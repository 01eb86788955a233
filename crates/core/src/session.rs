//! Game session module - one player working through levels
//!
//! The session owns the current [`PuzzleState`] together with everything the
//! puzzle itself does not track: phase, score, move counter and play time.
//!
//! ```text
//! Idle --start--> Running --pause--> Paused --start/pause--> Running
//! Running --last formula completed--> Solved --advance--> Idle (level + 1)
//! Running --move budget used up-----> Exhausted
//! any phase --reset--> Idle (same level, fresh layout)
//! ```
//!
//! Each formula is worth [`FORMULA_POINTS`] the first time it is completed
//! during a level attempt. Resetting a level takes back the points earned in
//! that attempt.

use std::collections::HashSet;

use thiserror::Error;

use crate::catalog::Catalog;
use crate::generator::{GenerateError, LevelGenerator};
use crate::puzzle::{MoveError, PuzzleState};
use crate::rng::{RandomSource, SimpleRng};
use crate::types::{Compound, GameAction, GameRecord, FORMULA_POINTS};
use crate::validator::{self, Completion};

#[derive(Debug, Clone, Copy, PartialEq, Eq, Hash)]
pub enum Phase {
    Idle,
    Running,
    Paused,
    Solved,
    Exhausted,
}

impl Phase {
    pub fn as_str(&self) -> &'static str {
        match self {
            Phase::Idle => "idle",
            Phase::Running => "running",
            Phase::Paused => "paused",
            Phase::Solved => "solved",
            Phase::Exhausted => "exhausted",
        }
    }

    /// Solved or Exhausted: only reset (or advance) leaves these
    pub fn is_finished(&self) -> bool {
        matches!(self, Phase::Solved | Phase::Exhausted)
    }
}

#[derive(Debug, Clone, PartialEq, Eq, Error)]
pub enum SessionError {
    #[error(transparent)]
    Move(#[from] MoveError),
    #[error(transparent)]
    Generate(#[from] GenerateError),
    #[error("the current level is not solved yet")]
    NotSolved,
}

/// What a successful move changed
#[derive(Debug, Clone, PartialEq, Eq)]
pub struct MoveOutcome {
    /// Formulas completed for the first time in this attempt
    pub newly_completed: Vec<Completion>,
    pub points: u32,
    pub phase: Phase,
}

#[derive(Debug, Clone, PartialEq, Eq)]
pub enum ActionOutcome {
    Phase(Phase),
    Moved(MoveOutcome),
    Hint(Option<Compound>),
    Reset,
    Advanced(u32),
}

#[derive(Debug, Clone)]
pub struct GameSession<'a, R = SimpleRng> {
    generator: LevelGenerator<'a>,
    rng: R,
    puzzle: PuzzleState,
    phase: Phase,
    score: u32,
    /// Score when the current attempt began (restored on reset).
    attempt_base_score: u32,
    moves_used: u32,
    elapsed_ms: u64,
    completions: Vec<Completion>,
    /// Formulas already rewarded in this attempt.
    rewarded: HashSet<String>,
}

impl<'a, R: RandomSource> GameSession<'a, R> {
    /// Start a session at `level`
    pub fn new(catalog: &'a Catalog, level: u32, mut rng: R) -> Result<Self, GenerateError> {
        let generator = LevelGenerator::new(catalog);
        let puzzle = generator.generate(level, &mut rng)?;
        let completions = puzzle.completed();
        Ok(Self {
            generator,
            rng,
            puzzle,
            phase: Phase::Idle,
            score: 0,
            attempt_base_score: 0,
            moves_used: 0,
            elapsed_ms: 0,
            completions,
            rewarded: HashSet::new(),
        })
    }

    pub fn puzzle(&self) -> &PuzzleState {
        &self.puzzle
    }

    pub fn phase(&self) -> Phase {
        self.phase
    }

    pub fn level(&self) -> u32 {
        self.puzzle.level()
    }

    /// Running total over every level played in this session
    pub fn score(&self) -> u32 {
        self.score
    }

    /// Points earned in the current level attempt
    pub fn level_score(&self) -> u32 {
        self.score.saturating_sub(self.attempt_base_score)
    }

    pub fn moves_used(&self) -> u32 {
        self.moves_used
    }

    pub fn moves_left(&self) -> u32 {
        self.puzzle.move_budget().saturating_sub(self.moves_used)
    }

    pub fn elapsed_ms(&self) -> u64 {
        self.elapsed_ms
    }

    pub fn time_elapsed_secs(&self) -> u32 {
        u32::try_from(self.elapsed_ms / 1000).unwrap_or(u32::MAX)
    }

    /// Containers currently holding their target compound
    pub fn completions(&self) -> &[Completion] {
        &self.completions
    }

    pub fn completed_formulas(&self) -> Vec<&str> {
        validator::completed_formulas(&self.completions)
    }

    /// Start or resume the clock
    pub fn start(&mut self) -> bool {
        match self.phase {
            Phase::Idle | Phase::Paused => {
                self.set_phase(Phase::Running);
                true
            }
            _ => false,
        }
    }

    /// Running <-> Paused
    pub fn toggle_pause(&mut self) -> bool {
        match self.phase {
            Phase::Running => {
                self.set_phase(Phase::Paused);
                true
            }
            Phase::Paused => {
                self.set_phase(Phase::Running);
                true
            }
            _ => false,
        }
    }

    /// Advance the play clock (only counts while running)
    pub fn tick(&mut self, elapsed_ms: u32) {
        if self.phase == Phase::Running {
            self.elapsed_ms = self.elapsed_ms.saturating_add(u64::from(elapsed_ms));
        }
    }

    /// Move the top element of `from` onto `to` and re-check formulas
    pub fn move_top(&mut self, from: usize, to: usize) -> Result<MoveOutcome, MoveError> {
        if self.phase != Phase::Running {
            return Err(MoveError::NotRunning);
        }
        if self.puzzle.is_container_completed(to) {
            return Err(MoveError::ContainerCompleted);
        }

        self.puzzle.move_top(from, to)?;
        self.moves_used += 1;
        self.completions = self.puzzle.completed();

        let newly_completed: Vec<Completion> = self
            .completions
            .iter()
            .filter(|c| self.rewarded.insert(c.compound.formula.clone()))
            .cloned()
            .collect();
        let points = FORMULA_POINTS * newly_completed.len() as u32;
        self.score = self.score.saturating_add(points);

        if validator::is_solved(&self.completions, self.puzzle.active_compounds().len()) {
            self.set_phase(Phase::Solved);
        } else if self.moves_used >= self.puzzle.move_budget() {
            self.set_phase(Phase::Exhausted);
        }

        Ok(MoveOutcome {
            newly_completed,
            points,
            phase: self.phase,
        })
    }

    /// First active compound (catalog order) not currently completed
    pub fn hint(&self) -> Option<&Compound> {
        let done = self.completed_formulas();
        self.puzzle
            .active_compounds()
            .iter()
            .find(|c| !done.contains(&c.formula.as_str()))
    }

    /// Regenerate the current level and start the attempt over
    pub fn reset(&mut self) -> Result<(), GenerateError> {
        let level = self.puzzle.level();
        self.load_level(level)?;
        self.score = self.attempt_base_score;
        Ok(())
    }

    /// Move on to the next level; only allowed once the current one is solved
    pub fn advance(&mut self) -> Result<u32, SessionError> {
        if self.phase != Phase::Solved {
            return Err(SessionError::NotSolved);
        }
        let next = self.puzzle.level() + 1;
        self.load_level(next)?;
        self.attempt_base_score = self.score;
        Ok(next)
    }

    /// Finished-game record for the progress store
    ///
    /// Every field describes the current level attempt only, so saving one
    /// record per level never counts earlier levels twice.
    pub fn record(&self, user_id: u64) -> GameRecord {
        GameRecord {
            user_id,
            level: self.puzzle.level(),
            score: self.level_score(),
            time_elapsed: self.time_elapsed_secs(),
            moves_used: self.moves_used,
            max_moves: self.puzzle.move_budget(),
            completed_formulas: self
                .completed_formulas()
                .into_iter()
                .map(str::to_string)
                .collect(),
        }
    }

    pub fn apply_action(&mut self, action: GameAction) -> Result<ActionOutcome, SessionError> {
        match action {
            GameAction::Start => {
                self.start();
                Ok(ActionOutcome::Phase(self.phase))
            }
            GameAction::Pause => {
                self.toggle_pause();
                Ok(ActionOutcome::Phase(self.phase))
            }
            GameAction::Move { from, to } => Ok(ActionOutcome::Moved(self.move_top(from, to)?)),
            GameAction::Hint => Ok(ActionOutcome::Hint(self.hint().cloned())),
            GameAction::Reset => {
                self.reset()?;
                Ok(ActionOutcome::Reset)
            }
            GameAction::NextLevel => Ok(ActionOutcome::Advanced(self.advance()?)),
        }
    }

    fn load_level(&mut self, level: u32) -> Result<(), GenerateError> {
        self.puzzle = self.generator.generate(level, &mut self.rng)?;
        self.completions = self.puzzle.completed();
        self.rewarded.clear();
        self.moves_used = 0;
        self.elapsed_ms = 0;
        self.set_phase(Phase::Idle);
        Ok(())
    }

    fn set_phase(&mut self, phase: Phase) {
        if self.phase != phase {
            log::info!(
                "level {}: {} -> {}",
                self.puzzle.level(),
                self.phase.as_str(),
                phase.as_str()
            );
            self.phase = phase;
        }
    }
}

PROBLEM REQUIREMENTS: Line by line, count how many lines of the entries contain the word "generator", and give only that number.

RESPONSE AREA: 6